Extracted records: Begin

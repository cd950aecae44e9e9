/// Value module for tablewalk
///
/// A [`Value`] is one of three shapes as far as a path walk is concerned:
///
/// ```text
/// Value
///   ├─→ Table   (enumerable, keyed lookup)
///   ├─→ Object  (keyed lookup through Indexable, not enumerable)
///   └─→ scalar  (Null, Bool, Int, Float, Str: dead end for any lookup)
/// ```
///
/// Tables and objects are shared through `Arc`, so cloning a value is cheap
/// and never copies the underlying data.
use std::{collections::BTreeMap, fmt, sync::Arc};

use crate::{
    iterator::ValuesIterator,
    table::{SkipTable, Table},
    util::{Key, Result},
};

mod display;
mod json;

/// Custom field resolution for values that are not tables
///
/// Consulted only for literal path segments; an object can never be the
/// source of a wildcard enumeration.
pub trait Indexable: fmt::Debug + Send + Sync {
    fn index(&self, field: &str) -> Option<Value>;
}

#[derive(Clone)]
pub enum Value {
    Null,
    Bool(bool),
    Int(i64),
    Float(f64),
    Str(String),
    Table(Arc<dyn Table>),
    Object(Arc<dyn Indexable>),
}

impl Value {
    pub fn table(table: impl Table + 'static) -> Self {
        Value::Table(Arc::new(table))
    }

    pub fn object(object: impl Indexable + 'static) -> Self {
        Value::Object(Arc::new(object))
    }

    /// Resolve a literal path segment against this value
    ///
    /// Tables are searched for `Key::Str(name)` first and, when `name` is an
    /// integer, for `Key::Int` next. Objects delegate to [`Indexable::index`].
    /// Scalars have no fields.
    pub fn field(&self, name: &str) -> Option<Value> {
        match self {
            Value::Table(table) => table.get(&Key::from(name)).or_else(|| {
                name.parse::<i64>()
                    .ok()
                    .and_then(|i| table.get(&Key::Int(i)))
            }),
            Value::Object(object) => object.index(name),
            _ => None,
        }
    }

    /// Walk this value with a dotted wildcard pattern
    pub fn values(&self, pattern: &str) -> Result<ValuesIterator> {
        ValuesIterator::new(self, pattern)
    }

    pub fn as_table(&self) -> Option<&Arc<dyn Table>> {
        match self {
            Value::Table(table) => Some(table),
            _ => None,
        }
    }

    pub fn is_table(&self) -> bool {
        matches!(self, Value::Table(_))
    }

    pub fn is_null(&self) -> bool {
        matches!(self, Value::Null)
    }

    pub fn as_bool(&self) -> Option<bool> {
        match self {
            Value::Bool(b) => Some(*b),
            _ => None,
        }
    }

    pub fn as_int(&self) -> Option<i64> {
        match self {
            Value::Int(i) => Some(*i),
            _ => None,
        }
    }

    pub fn as_f64(&self) -> Option<f64> {
        match self {
            Value::Float(f) => Some(*f),
            Value::Int(i) => Some(*i as f64),
            _ => None,
        }
    }

    pub fn as_str(&self) -> Option<&str> {
        match self {
            Value::Str(s) => Some(s),
            _ => None,
        }
    }

    pub fn type_name(&self) -> &'static str {
        match self {
            Value::Null => "null",
            Value::Bool(_) => "bool",
            Value::Int(_) => "int",
            Value::Float(_) => "float",
            Value::Str(_) => "string",
            Value::Table(_) => "table",
            Value::Object(_) => "object",
        }
    }
}

/// Identity of a shared table, ignoring the vtable
pub(crate) fn table_addr(table: &Arc<dyn Table>) -> *const () {
    Arc::as_ptr(table) as *const ()
}

impl PartialEq for Value {
    fn eq(&self, other: &Self) -> bool {
        match (self, other) {
            (Value::Null, Value::Null) => true,
            (Value::Bool(a), Value::Bool(b)) => a == b,
            (Value::Int(a), Value::Int(b)) => a == b,
            (Value::Float(a), Value::Float(b)) => a == b,
            (Value::Str(a), Value::Str(b)) => a == b,
            (Value::Table(a), Value::Table(b)) => table_addr(a) == table_addr(b),
            (Value::Object(a), Value::Object(b)) => {
                std::ptr::addr_eq(Arc::as_ptr(a), Arc::as_ptr(b))
            }
            _ => false,
        }
    }
}

impl fmt::Debug for Value {
    fn fmt(&self, f: &mut fmt::Formatter<'_>) -> fmt::Result {
        match self {
            Value::Null => write!(f, "Null"),
            Value::Bool(b) => write!(f, "Bool({b})"),
            Value::Int(i) => write!(f, "Int({i})"),
            Value::Float(x) => write!(f, "Float({x})"),
            Value::Str(s) => write!(f, "Str({s:?})"),
            Value::Table(t) => write!(f, "Table({t:?})"),
            Value::Object(o) => write!(f, "Object({o:?})"),
        }
    }
}

impl From<bool> for Value {
    fn from(b: bool) -> Self {
        Value::Bool(b)
    }
}

impl From<i64> for Value {
    fn from(i: i64) -> Self {
        Value::Int(i)
    }
}

impl From<i32> for Value {
    fn from(i: i32) -> Self {
        Value::Int(i64::from(i))
    }
}

impl From<f64> for Value {
    fn from(f: f64) -> Self {
        Value::Float(f)
    }
}

impl From<&str> for Value {
    fn from(s: &str) -> Self {
        Value::Str(s.to_string())
    }
}

impl From<String> for Value {
    fn from(s: String) -> Self {
        Value::Str(s)
    }
}

impl From<SkipTable> for Value {
    fn from(table: SkipTable) -> Self {
        Value::table(table)
    }
}

impl From<BTreeMap<Key, Value>> for Value {
    fn from(map: BTreeMap<Key, Value>) -> Self {
        Value::table(map)
    }
}

impl From<Arc<dyn Table>> for Value {
    fn from(table: Arc<dyn Table>) -> Self {
        Value::Table(table)
    }
}

#[cfg(test)]
mod tests {
    use super::*;

    #[derive(Debug)]
    struct Point {
        x: i64,
        y: i64,
    }

    impl Indexable for Point {
        fn index(&self, field: &str) -> Option<Value> {
            match field {
                "x" => Some(Value::Int(self.x)),
                "y" => Some(Value::Int(self.y)),
                _ => None,
            }
        }
    }

    #[test]
    fn test_field_on_table() {
        let table = SkipTable::new();
        table.insert("name", "alpha");
        table.insert(0i64, "zero");
        let value = Value::from(table);

        assert_eq!(value.field("name"), Some(Value::from("alpha")));
        assert_eq!(value.field("0"), Some(Value::from("zero")));
        assert_eq!(value.field("missing"), None);
    }

    #[test]
    fn test_string_key_wins_over_int_key() {
        let table = SkipTable::new();
        table.insert("1", "string");
        table.insert(1i64, "int");
        assert_eq!(Value::from(table).field("1"), Some(Value::from("string")));
    }

    #[test]
    fn test_field_on_object() {
        let value = Value::object(Point { x: 3, y: 4 });
        assert_eq!(value.field("x"), Some(Value::Int(3)));
        assert_eq!(value.field("y"), Some(Value::Int(4)));
        assert_eq!(value.field("z"), None);
        assert!(!value.is_table());
    }

    #[test]
    fn test_field_on_scalar() {
        assert_eq!(Value::from(5).field("x"), None);
        assert_eq!(Value::from("text").field("len"), None);
        assert_eq!(Value::Null.field("x"), None);
    }

    #[test]
    fn test_table_identity_equality() {
        let a = Value::from(SkipTable::from_iter([("k", 1)]));
        let b = Value::from(SkipTable::from_iter([("k", 1)]));
        assert_eq!(a, a.clone());
        assert_ne!(a, b);
    }

    #[test]
    fn test_accessors() {
        assert_eq!(Value::from(2).as_f64(), Some(2.0));
        assert_eq!(Value::from(true).as_bool(), Some(true));
        assert_eq!(Value::from("s").as_str(), Some("s"));
        assert_eq!(Value::from(1.5).type_name(), "float");
        assert!(Value::Null.is_null());
    }

    #[test]
    fn test_debug_self_referencing_table_terminates() {
        let shared = Arc::new(SkipTable::new());
        shared.insert("a", 1);
        shared.insert("self", Value::Table(shared.clone()));
        let value = Value::Table(shared.clone());
        assert_eq!(format!("{value:?}"), "Table({Key(\"a\"), Key(\"self\")})");

        shared.remove(&Key::from("self"));
    }
}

Extracted records: End

▶ **Instructions to follow**
Report each line in the preceding entries that holds the string "static".

▶ **Response below**
    pub fn table(table: impl Table + 'static) -> Self {
    pub fn object(object: impl Indexable + 'static) -> Self {
    pub fn type_name(&self) -> &'static str {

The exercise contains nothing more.